ACTIon4U unterwegs – Leipzig

ACTIon4U unterwegs
Jugendleiter Weiterbildung in Leipzig

Ist Herford der Nabel der Welt? Am verlängerten Pfingstwochenende  wollten wir diese Frage  mit einem Besuch in Leipzig klären. Isabell(16), Eike(16) und Werny(61) machten sich auf den Weg dorthin. Schwager Steffen bot uns eine Herberge mit Vollpension samt einer Kubanischen Bar im Haus. Nach der langen Reise in ständigen Pfingststaus konnten wir uns in der Multi Kulti Bar davon überzeugen, dass Ausländer im Osten offensichtlich kein echtes Problem sind. Kubaner, Senegalesen, und Sachsen haben sich gut verstanden und die Ankunft der Herforder Abordnung gefeiert. Als Höhepunkt des Abends durften wir den diesjährigen 3. Platz von „Deutschland sucht den Superstar“  Thomas Katrozan in unserer Runde begrüßen. Ein netter Kerl, dessen Raggae Musik uns gut gefiel.
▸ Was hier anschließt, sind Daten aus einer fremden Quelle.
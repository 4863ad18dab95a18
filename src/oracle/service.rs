//! Oracle service
//!
//! Serializes aggregation cycles and exposes the latest aggregate

use super::{AggregatedPrice, AggregationError, Aggregator, PriceSample};
use crate::config::OracleConfig;
use chrono::{DateTime, Utc};
use std::sync::Arc;
use tokio::sync::{Mutex, RwLock};

/// Shared oracle handle.
///
/// Cycles may be triggered by the timer and by manual refresh at the
/// same time; the aggregator mutex serializes them so the trailing
/// window is never interleaved. Consumers only ever see the latest
/// published aggregate, never raw samples.
pub struct OracleService {
    aggregator: Mutex<Aggregator>,
    latest: Arc<RwLock<Option<AggregatedPrice>>>,
}

impl OracleService {
    /// Create a service with a fresh trailing window
    pub fn new(config: OracleConfig) -> Self {
        Self {
            aggregator: Mutex::new(Aggregator::new(config)),
            latest: Arc::new(RwLock::new(None)),
        }
    }

    /// Run one serialized aggregation cycle
    pub async fn run_cycle(
        &self,
        samples: &[PriceSample],
        now: DateTime<Utc>,
    ) -> Result<AggregatedPrice, AggregationError> {
        let mut aggregator = self.aggregator.lock().await;
        let aggregate = aggregator.aggregate(samples, now)?;
        *self.latest.write().await = Some(aggregate.clone());
        Ok(aggregate)
    }

    /// Latest successful aggregate, if any cycle has completed
    pub async fn latest(&self) -> Option<AggregatedPrice> {
        self.latest.read().await.clone()
    }
}
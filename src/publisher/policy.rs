//! Publish decision policy

use super::{PublishPayload, PublishedPrice};
use crate::config::PublisherConfig;
use crate::oracle::AggregatedPrice;
use crate::pricing::to_fixed_point;
use chrono::{DateTime, Duration, Utc};

/// Deviation-or-heartbeat publish policy.
///
/// Bounds on-ledger write frequency (cost) while bounding staleness
/// (correctness): publish on first value, on a relative move at or
/// above the threshold, or when the published value ages out.
pub struct PublishPolicy {
    config: PublisherConfig,
}

impl PublishPolicy {
    /// Create a policy from publisher configuration
    pub fn new(config: PublisherConfig) -> Self {
        Self { config }
    }

    /// Whether `current` warrants an on-ledger write.
    ///
    /// Safe to evaluate redundantly from concurrent callers; actual
    /// submissions are deduplicated by `PublishGuard`.
    pub fn should_publish(
        &self,
        current: &AggregatedPrice,
        last: Option<&PublishedPrice>,
        now: DateTime<Utc>,
    ) -> bool {
        let Some(last) = last else {
            return true;
        };

        let deviation = (current.price - last.price).abs() / last.price;
        if deviation >= self.config.deviation_threshold {
            return true;
        }

        now - last.published_at >= Duration::seconds(self.config.max_staleness_secs as i64)
    }

    /// Package the aggregate as a fixed-point ledger write
    pub fn build_payload(&self, current: &AggregatedPrice) -> PublishPayload {
        PublishPayload {
            price_fp: to_fixed_point(current.price) as i64,
        }
    }
}

#[cfg(test)]
mod tests {
    use super::*;
    use rust_decimal::Decimal;
    use rust_decimal_macros::dec;

    fn aggregate(price: Decimal, now: DateTime<Utc>) -> AggregatedPrice {
        AggregatedPrice {
            price,
            volatility: dec!(0.425),
            volatility_confident: true,
            range_low: price,
            range_high: price,
            source_count: 3,
            computed_at: now,
        }
    }

    fn last(price: Decimal, published_at: DateTime<Utc>) -> PublishedPrice {
        PublishedPrice {
            price,
            published_at,
        }
    }

    fn policy() -> PublishPolicy {
        PublishPolicy::new(PublisherConfig::default())
    }

    #[test]
    fn test_first_value_publishes() {
        let now = Utc::now();
        assert!(policy().should_publish(&aggregate(dec!(94260), now), None, now));
    }

    #[test]
    fn test_small_move_does_not_publish() {
        // 90,000 -> 90,500 is a 0.56% move, below the 1% threshold
        let now = Utc::now();
        let current = aggregate(dec!(90500), now);
        let published = last(dec!(90000), now);
        assert!(!policy().should_publish(&current, Some(&published), now));
    }

    #[test]
    fn test_large_move_publishes() {
        // 90,000 -> 91,200 is a 1.33% move
        let now = Utc::now();
        let current = aggregate(dec!(91200), now);
        let published = last(dec!(90000), now);
        assert!(policy().should_publish(&current, Some(&published), now));
    }

    #[test]
    fn test_downward_move_publishes() {
        let now = Utc::now();
        let current = aggregate(dec!(88800), now);
        let published = last(dec!(90000), now);
        assert!(policy().should_publish(&current, Some(&published), now));
    }

    #[test]
    fn test_exact_threshold_publishes() {
        let now = Utc::now();
        let current = aggregate(dec!(90900), now);
        let published = last(dec!(90000), now);
        assert!(policy().should_publish(&current, Some(&published), now));
    }

    #[test]
    fn test_heartbeat_publishes_when_stale() {
        let now = Utc::now();
        let current = aggregate(dec!(90100), now);
        let published = last(dec!(90000), now - Duration::hours(2));
        assert!(policy().should_publish(&current, Some(&published), now));
    }

    #[test]
    fn test_fresh_and_close_does_not_publish() {
        let now = Utc::now();
        let current = aggregate(dec!(90100), now);
        let published = last(dec!(90000), now - Duration::minutes(5));
        assert!(!policy().should_publish(&current, Some(&published), now));
    }

    #[test]
    fn test_payload_is_fixed_point() {
        let now = Utc::now();
        let payload = policy().build_payload(&aggregate(dec!(94260.5), now));
        assert_eq!(payload.price_fp, 9_426_050_000_000);
        assert_eq!(payload.price(), dec!(94260.50000000));
    }
}
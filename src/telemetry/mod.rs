//! Telemetry module
//!
//! Structured logging and Prometheus metrics

mod logging;
mod metrics;

pub use logging::{init_logging, LogFormat};
pub use metrics::{record_latency, set_gauge, GaugeMetric, LatencyMetric};

use crate::config::TelemetryConfig;
use metrics_exporter_prometheus::PrometheusBuilder;

/// Guard that keeps telemetry alive for the process lifetime
pub struct TelemetryGuard {
    _priv: (),
}

/// Initialize logging and the metrics exporter.
///
/// Must run inside a tokio runtime; the exporter serves scrapes on
/// the configured port.
pub fn init_telemetry(config: &TelemetryConfig) -> anyhow::Result<TelemetryGuard> {
    init_logging(&config.log_level, config.log_format)?;

    PrometheusBuilder::new()
        .with_http_listener(([0, 0, 0, 0], config.metrics_port))
        .install()
        .map_err(|e| anyhow::anyhow!("failed to start metrics exporter: {e}"))?;

    Ok(TelemetryGuard { _priv: () })
}
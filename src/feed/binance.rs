//! Binance REST spot price adapter

use super::PriceSource;
use crate::oracle::PriceSample;
use anyhow::Context;
use async_trait::async_trait;
use chrono::Utc;
use rust_decimal::Decimal;
use serde::Deserialize;
use std::str::FromStr;

/// Binance REST base URL
const BINANCE_API_URL: &str = "https://api.binance.com/api/v3";

/// Binance ticker response
#[derive(Debug, Deserialize)]
struct BinanceTicker {
    #[allow(dead_code)]
    symbol: String,
    price: String,
}

/// Spot price from the Binance ticker endpoint
pub struct BinanceSource {
    client: reqwest::Client,
    symbol: String,
    weight: Decimal,
}

impl BinanceSource {
    /// Create a source for the given symbol with a reliability weight
    pub fn new(symbol: impl Into<String>, weight: Decimal) -> Self {
        Self {
            client: reqwest::Client::new(),
            symbol: symbol.into().to_uppercase(),
            weight,
        }
    }

    fn ticker_url(&self) -> String {
        format!("{}/ticker/price?symbol={}", BINANCE_API_URL, self.symbol)
    }

    /// Parse a ticker response body into a sample
    fn parse_response(&self, body: &str) -> anyhow::Result<PriceSample> {
        let ticker: BinanceTicker =
            serde_json::from_str(body).context("malformed Binance ticker response")?;
        let price = Decimal::from_str(&ticker.price)
            .with_context(|| format!("unparseable Binance price {:?}", ticker.price))?;
        Ok(PriceSample::new("binance", price, Utc::now(), self.weight))
    }
}

#[async_trait]
impl PriceSource for BinanceSource {
    fn source_id(&self) -> &str {
        "binance"
    }

    async fn fetch(&self) -> anyhow::Result<PriceSample> {
        let body = self
            .client
            .get(self.ticker_url())
            .send()
            .await?
            .error_for_status()?
            .text()
            .await?;
        self.parse_response(&body)
    }
}
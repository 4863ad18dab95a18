//! strike-shield: price oracle and PUT-option pricing core for a
//! Bitcoin protection marketplace
//!
//! This library provides the core components for:
//! - Price source adapters with bounded fan-out collection
//! - Outlier-resistant multi-source price aggregation
//! - Trailing volatility and 24h range estimation
//! - Deviation/heartbeat ledger price publishing
//! - Buyer premium and provider yield pricing engines
//! - Fixed-point on-ledger verification formula
//! - Observability stack

pub mod cli;
pub mod config;
pub mod feed;
pub mod oracle;
pub mod pricing;
pub mod publisher;
pub mod telemetry;
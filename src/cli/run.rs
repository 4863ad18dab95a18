//! Oracle run loop

use crate::config::Config;
use crate::feed::{build_sources, collect_samples};
use crate::oracle::OracleService;
use crate::publisher::{PublishGuard, PublishPolicy, PublishedPrice};
use crate::telemetry::{record_latency, set_gauge, GaugeMetric, LatencyMetric};
use chrono::Utc;
use clap::Args;
use std::time::{Duration, Instant};

#[derive(Args, Debug)]
pub struct RunArgs {
    /// Run a single aggregation cycle and exit
    #[arg(long)]
    pub once: bool,
}

impl RunArgs {
    /// Drive timed aggregation cycles and the publish policy
    pub async fn execute(&self, config: &Config) -> anyhow::Result<()> {
        let sources = build_sources(&config.feed);
        let service = OracleService::new(config.oracle.clone());
        let policy = PublishPolicy::new(config.publisher.clone());
        let guard = PublishGuard::new();
        let window = Duration::from_millis(config.feed.collection_window_ms);

        let mut last_published: Option<PublishedPrice> = None;
        let mut failed_cycles: u64 = 0;
        let mut publish_count: u64 = 0;
        let mut interval =
            tokio::time::interval(Duration::from_secs(config.oracle.cycle_interval_secs));

        tracing::info!(
            sources = sources.len(),
            interval_secs = config.oracle.cycle_interval_secs,
            "oracle loop starting"
        );

        loop {
            tokio::select! {
                _ = interval.tick() => {}
                _ = tokio::signal::ctrl_c() => {
                    tracing::info!("shutting down");
                    return Ok(());
                }
            }

            let now = Utc::now();
            let cycle_started = Instant::now();
            let samples = collect_samples(&sources, window).await;
            let cycle = service.run_cycle(&samples, now).await;
            record_latency(LatencyMetric::Aggregation, cycle_started.elapsed());

            match cycle {
                Ok(aggregate) => {
                    tracing::info!(
                        price = %aggregate.price,
                        volatility = %aggregate.volatility,
                        sources = aggregate.source_count,
                        "aggregation cycle complete"
                    );
                    set_gauge(GaugeMetric::OraclePrice, f64::try_from(aggregate.price)?);
                    set_gauge(
                        GaugeMetric::OracleVolatility,
                        f64::try_from(aggregate.volatility)?,
                    );
                    set_gauge(GaugeMetric::SourceCount, aggregate.source_count as f64);
                    set_gauge(
                        GaugeMetric::RangeWidth,
                        f64::try_from(aggregate.range_high - aggregate.range_low)?,
                    );

                    if policy.should_publish(&aggregate, last_published.as_ref(), now) {
                        if let Some(attempt) = guard.begin() {
                            let payload = policy.build_payload(&aggregate);
                            // Ledger submission lives outside this core;
                            // the packaged write is handed off here.
                            tracing::info!(
                                sequence = attempt.sequence,
                                price_fp = payload.price_fp,
                                "publishing price to ledger"
                            );
                            last_published = Some(PublishedPrice {
                                price: payload.price(),
                                published_at: now,
                            });
                            publish_count += 1;
                            set_gauge(GaugeMetric::PublishCount, publish_count as f64);
                            guard.finish(attempt);
                        }
                    }
                }
                Err(e) => {
                    failed_cycles += 1;
                    set_gauge(GaugeMetric::FailedCycles, failed_cycles as f64);
                    tracing::warn!(error = %e, "aggregation cycle failed");
                }
            }

            if self.once {
                return Ok(());
            }
        }
    }
}
//! Coinbase REST spot price adapter

use super::PriceSource;
use crate::oracle::PriceSample;
use anyhow::Context;
use async_trait::async_trait;
use chrono::Utc;
use rust_decimal::Decimal;
use serde::Deserialize;
use std::str::FromStr;

/// Coinbase REST base URL
const COINBASE_API_URL: &str = "https://api.coinbase.com/v2";

/// Coinbase spot price response
#[derive(Debug, Deserialize)]
struct CoinbaseSpot {
    data: CoinbaseSpotData,
}

#[derive(Debug, Deserialize)]
struct CoinbaseSpotData {
    amount: String,
    #[allow(dead_code)]
    currency: String,
}

/// Spot price from the Coinbase prices endpoint
pub struct CoinbaseSource {
    client: reqwest::Client,
    pair: String,
    weight: Decimal,
}

impl CoinbaseSource {
    /// Create a source for the given pair (e.g. "BTC-USD")
    pub fn new(pair: impl Into<String>, weight: Decimal) -> Self {
        Self {
            client: reqwest::Client::new(),
            pair: pair.into().to_uppercase(),
            weight,
        }
    }

    fn spot_url(&self) -> String {
        format!("{}/prices/{}/spot", COINBASE_API_URL, self.pair)
    }

    /// Parse a spot price response body into a sample
    fn parse_response(&self, body: &str) -> anyhow::Result<PriceSample> {
        let spot: CoinbaseSpot =
            serde_json::from_str(body).context("malformed Coinbase spot response")?;
        let price = Decimal::from_str(&spot.data.amount)
            .with_context(|| format!("unparseable Coinbase price {:?}", spot.data.amount))?;
        Ok(PriceSample::new("coinbase", price, Utc::now(), self.weight))
    }
}

#[async_trait]
impl PriceSource for CoinbaseSource {
    fn source_id(&self) -> &str {
        "coinbase"
    }

    async fn fetch(&self) -> anyhow::Result<PriceSample> {
        let body = self
            .client
            .get(self.spot_url())
            .send()
            .await?
            .error_for_status()?
            .text()
            .await?;
        self.parse_response(&body)
    }
}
Unser Quartiermeister Steffen war ein ehemals unbeugsamer DDR Bürger, der als junger Mensch einige Zeit als politischer Gefangener in Stasi Gefängnissen verbracht hat, bevor er vom Westen frei  gekauft wurde. Er erzählte einige Geschichten  aus seinem Leben in der DDR und begleitete uns später durch die Ausstellung  „Zeitgeschichtliche Forum Leipzig“, in dem die diktatorische Geschichte der DDR gut  aufgearbeitet wird.  Ein Aspekt der Ausstellung beschäftigte sich mit der Rolle der Christen und der Kirchen während der friedlichen Revolution im Jahr 1989. In Eikes Schule hat die Zeit im Geschichtsunterricht für das Thema DDR nicht gereicht. Hoffentlich konnte unser Besuch in Sachsen dieses Defizit etwas ausgleichen.

Café Kaputt in Leipzig

Das  Repair Café „Café Kaputt Leipzig“ befindet sich im gleichen Häuserblock,  in dem wir untergebracht waren und  wurde unser nächsten Ziel.  Die ehrenamtliche Reparaturhelferin Laura freute sich über den Besuch aus Ostwestfalen. Wir besichtigten die Werkstatt  und tauschten  unsere  Erfahrungen aus,  so bekamen wir gute Anregungen, wie es mit unserer Repair Café Initiative in der EFG weiter gehen könnte.

Die Stadt Leipzig hatte uns in der verbleibenden Freizeit einiges zu bieten.  Straßenbahnen brachten uns für wenig Geld an die interessanten Orte.  Schönes Wetter ermöglichte uns einen tollen Blick vom City Hochhaus über die Stadt. Die phantasievoll verkleideten, friedlichen  Teilnehmer des Gothic Treffens  waren  echte Hingucker und ein Besuch auf dem dazugehörigen Mittelaltermarkt wurde zu einem Highlight der Reise.  Vor unserer Abreise brauchten wir noch etwas Kultur. Das neue Museum der bildende Künste mit seiner außergewöhnlichen Architektur und vielen interessanten Werken war ein guter Schlusspunkt.
Die Rückreise verlief staufrei und kurzweilig. Passend zum schwarzen Wochenende in Leipzig haben wir während der Fahrt mit viel Phantasie  50 Morde aus dem Kartenspiel  „Black Stories“ gelöst.  Das Spiel gibt es auch zum Thema Bibel. Das Spiel haben wir umgehend für unsere Gruppe anschafft.  Unglaublich wie viele Morde es in der Bibel gibt.

Alt und Jung hat die außergewöhnliche Reise gut gefallen. Es lohnt sich, Kraft und Zeit in gemeinsame Aktionen mit jungen Menschen zu investieren. Dabei  lernen wir Älteren , wie die Jungen denken und sie lernen ihrerseits, uns zu verstehen. Auf diese Weise können stabile generationsübergreifende Brücken gebaut werden und es hat nebenbei so richtig Spaß gemacht.
Nein, Herford ist wohl nicht der Nabel der Welt, aber halt unsere Heimat, in die wir gern wieder zurück gekommen sind. Die Suche nach dem Nabel der Welt wird weiter gehen.  Wir freuen uns darauf.